While the materials were selected carefully, the design or type of the jewelry also had special significance. Along the coast of the modern state of Alaska, Eskimo men wore labrets, or pierced ornaments, at the corners of their mouths that looked like small walrus tusks to signify the importance of the animal to their survival. Pierced ears among the tribes of the Great Basin were believed to enable people to live long lives and allow them to enter the spirit world after death. Nose ornaments of bone or metal were similarly important for men in the Southeast. Arapaho warriors created necklaces for themselves patterned after dreams or visions they had had. The Iroquois nation of the Northeast placed great importance on wampum, a belt beaded with purple and white shells in designs of particular meaning. The designs on wampum recorded important events, and the length and width of the belt indicated the importance of the event. Wampum was used as money for trading, as treaties to solve disputes between tribes, and as a courting item between young women and eligible men. Among the tribes of the Southwest, including the Navajo and Pueblo Indians, turquoise, a blue and green mineral, has had special meaning since as early as 300 c.e. Native Americans of the Southwest adorned themselves with turquoise earrings, necklaces, and other jewelry. The mineral was also central to religious ceremonies, especially Navajo prayers for rain.

A symbol of wealth

Although most jewelry had spiritual meaning, some indicated social status or was worn simply for decoration. For example, pearls could only be worn by the children of noblemen in the Natchez tribe of the Southeast. While women of the Iroquois nation typically wore many beaded necklaces, for ceremonies they showed off their collections, wearing as much as ten pounds of beaded jewelry at once. Men of the Plateau region wore multiple strands of shell and glass bead loop necklaces with chokers made of dentalium, long thin white tubular shells from the Pacific coast. After 1850 some Plains Indians began to wear breastplates, once worn as armor, simply for decoration. Breastplates, or chest coverings made of horizontally strung long shells called hair pipes, became so popular that people from other tribes began to wear them as well, and European Americans on the East Coast began to manufacture glass and metal beads to make decorative breastplates. Trade with Europeans and white settlers, as well as the changes to Native American culture due to the movement of white settlers into their homelands, introduced new materials, designs, and uses for jewelry among various tribes.
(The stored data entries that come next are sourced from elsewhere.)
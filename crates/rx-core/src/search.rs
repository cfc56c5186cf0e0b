//! Case-insensitive substring filtering over in-memory lists.
//!
//! Lists are small and fetched in full, so filtering is a linear scan re-run on every query.

use crate::appointment::Appointment;
use crate::medication::Medication;
use crate::patient::Patient;
use crate::prescription::Prescription;

/// Accessor for one searchable string field of `T`.
pub type SearchField<T> = fn(&T) -> Option<&str>;

/// Keeps the items where any of `fields` contains `term`, ignoring case.
///
/// A blank term keeps everything.
pub fn search_items<'a, T>(items: &'a [T], term: &str, fields: &[SearchField<T>]) -> Vec<&'a T> {
    if term.trim().is_empty() {
        return items.iter().collect();
    }

    let needle = term.to_lowercase();
    items
        .iter()
        .filter(|item| matches_any(*item, &needle, fields))
        .collect()
}

fn matches_any<T>(item: &T, needle: &str, fields: &[SearchField<T>]) -> bool {
    fields
        .iter()
        .any(|field| field(item).is_some_and(|value| value.to_lowercase().contains(needle)))
}

const PATIENT_FIELDS: [SearchField<Patient>; 2] =
    [|p| Some(p.name.as_str()), |p| Some(p.email.as_str())];

const MEDICATION_FIELDS: [SearchField<Medication>; 3] = [
    |m| Some(m.name.as_str()),
    |m| m.generic_name.as_deref(),
    |m| Some(m.strength.as_str()),
];

const PRESCRIPTION_FIELDS: [SearchField<Prescription>; 2] = [
    |p| Some(p.patient_name.as_str()),
    |p| Some(p.medication.as_str()),
];

const APPOINTMENT_FIELDS: [SearchField<Appointment>; 2] =
    [|a| Some(a.patient_name.as_str()), |a| Some(a.kind.as_str())];

/// Patients whose name or email contains `term` (any case), or whose phone contains it as typed.
pub fn filter_patients<'a>(patients: &'a [Patient], term: &str) -> Vec<&'a Patient> {
    if term.trim().is_empty() {
        return patients.iter().collect();
    }
    let needle = term.to_lowercase();
    patients
        .iter()
        .filter(|p| matches_any(*p, &needle, &PATIENT_FIELDS) || p.phone.contains(term))
        .collect()
}

pub fn filter_medications<'a>(medications: &'a [Medication], term: &str) -> Vec<&'a Medication> {
    search_items(medications, term, &MEDICATION_FIELDS)
}

pub fn filter_prescriptions<'a>(
    prescriptions: &'a [Prescription],
    term: &str,
) -> Vec<&'a Prescription> {
    search_items(prescriptions, term, &PRESCRIPTION_FIELDS)
}

pub fn filter_appointments<'a>(
    appointments: &'a [Appointment],
    term: &str,
) -> Vec<&'a Appointment> {
    search_items(appointments, term, &APPOINTMENT_FIELDS)
}

#[cfg(test)]
mod tests {
    use super::*;
    use crate::appointment::{AppointmentDraft, AppointmentType};
    use crate::catalog::common_medications;
    use crate::patient::PatientDraft;
    use crate::RecordId;

    fn patients() -> Vec<Patient> {
        [
            ("Sarah Johnson", "sarah.j@example.com", "(555) 100-0001"),
            ("Michael Chen", "mchen@example.com", "(555) 100-0002"),
            ("Emily Davis", "emily.davis@example.com", "(555) 100-0003"),
            ("Robert Wilson", "rwilson@example.com", "(555) 100-0004"),
            ("Lisa Anderson", "lisa.a@example.com", "(555) 100-0005"),
            ("David Brown", "dbrown@example.com", "(555) 100-0006"),
            ("Olivia Martinez", "olivia.m@example.com", "(555) 100-0007"),
            ("James Taylor", "jtaylor@example.com", "(555) 100-0008"),
            ("Sophia Thomas", "sophia.t@example.com", "(555) 100-0009"),
            ("Daniel Moore", "dmoore@example.com", "(555) 100-0010"),
        ]
        .into_iter()
        .map(|(name, email, phone)| {
            Patient::from_draft(
                RecordId::new(),
                PatientDraft {
                    name: Some(name.into()),
                    email: Some(email.into()),
                    phone: Some(phone.into()),
                    date_of_birth: Some("1980-01-01".into()),
                    address: Some("1 Main St".into()),
                    ..Default::default()
                },
            )
        })
        .collect()
    }

    #[test]
    fn test_blank_term_keeps_everything() {
        let all = patients();
        assert_eq!(filter_patients(&all, "").len(), 10);
        assert_eq!(filter_patients(&all, "   ").len(), 10);
    }

    #[test]
    fn test_unique_substring_returns_single_patient() {
        let all = patients();

        let by_name = filter_patients(&all, "CHEN");
        assert_eq!(by_name.len(), 1);
        assert_eq!(by_name[0].name, "Michael Chen");

        let by_email = filter_patients(&all, "olivia.m@");
        assert_eq!(by_email.len(), 1);
        assert_eq!(by_email[0].name, "Olivia Martinez");
    }

    #[test]
    fn test_phone_matches_as_typed() {
        let all = patients();

        let matched = filter_patients(&all, "100-0004");
        assert_eq!(matched.len(), 1);
        assert_eq!(matched[0].name, "Robert Wilson");
    }

    #[test]
    fn test_no_match_returns_empty() {
        assert!(filter_patients(&patients(), "zzz").is_empty());
    }

    #[test]
    fn test_medication_search_covers_generic_name_and_strength() {
        let catalog = common_medications();

        let generic = filter_medications(&catalog, "hcl");
        assert_eq!(generic.len(), 1);
        assert_eq!(generic[0].name, "Metformin");

        let strength = filter_medications(&catalog, "20mg");
        let names: Vec<&str> = strength.iter().map(|m| m.name.as_str()).collect();
        assert_eq!(names, vec!["Atorvastatin", "Omeprazole"]);
    }

    #[test]
    fn test_appointment_search_matches_type() {
        let appointments = vec![
            Appointment::from_draft(
                RecordId::new(),
                AppointmentDraft {
                    patient_name: Some("Robert Wilson".into()),
                    kind: Some(AppointmentType::FollowUp),
                    ..Default::default()
                },
            ),
            Appointment::from_draft(
                RecordId::new(),
                AppointmentDraft {
                    patient_name: Some("Lisa Anderson".into()),
                    kind: Some(AppointmentType::Consultation),
                    ..Default::default()
                },
            ),
        ];

        let matched = filter_appointments(&appointments, "follow");
        assert_eq!(matched.len(), 1);
        assert_eq!(matched[0].patient_name, "Robert Wilson");
    }
}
The living members of many tribes throughout the modern-day North American continent continue these jewelry traditions. For some, such as the Navajo of the Southwest, the sale of their jewelry provides a significant amount of their income.

FOR MORE INFORMATION

Dubin, Lois Sherr. North American Indian Jewelry and Adornment: From Prehistory to the Present. New York: Harry N. Abrams, 1999.

Paterek, Josephine. Encyclopedia of American Indian Costume. Denver, CO: ABC-CLIO, 1994.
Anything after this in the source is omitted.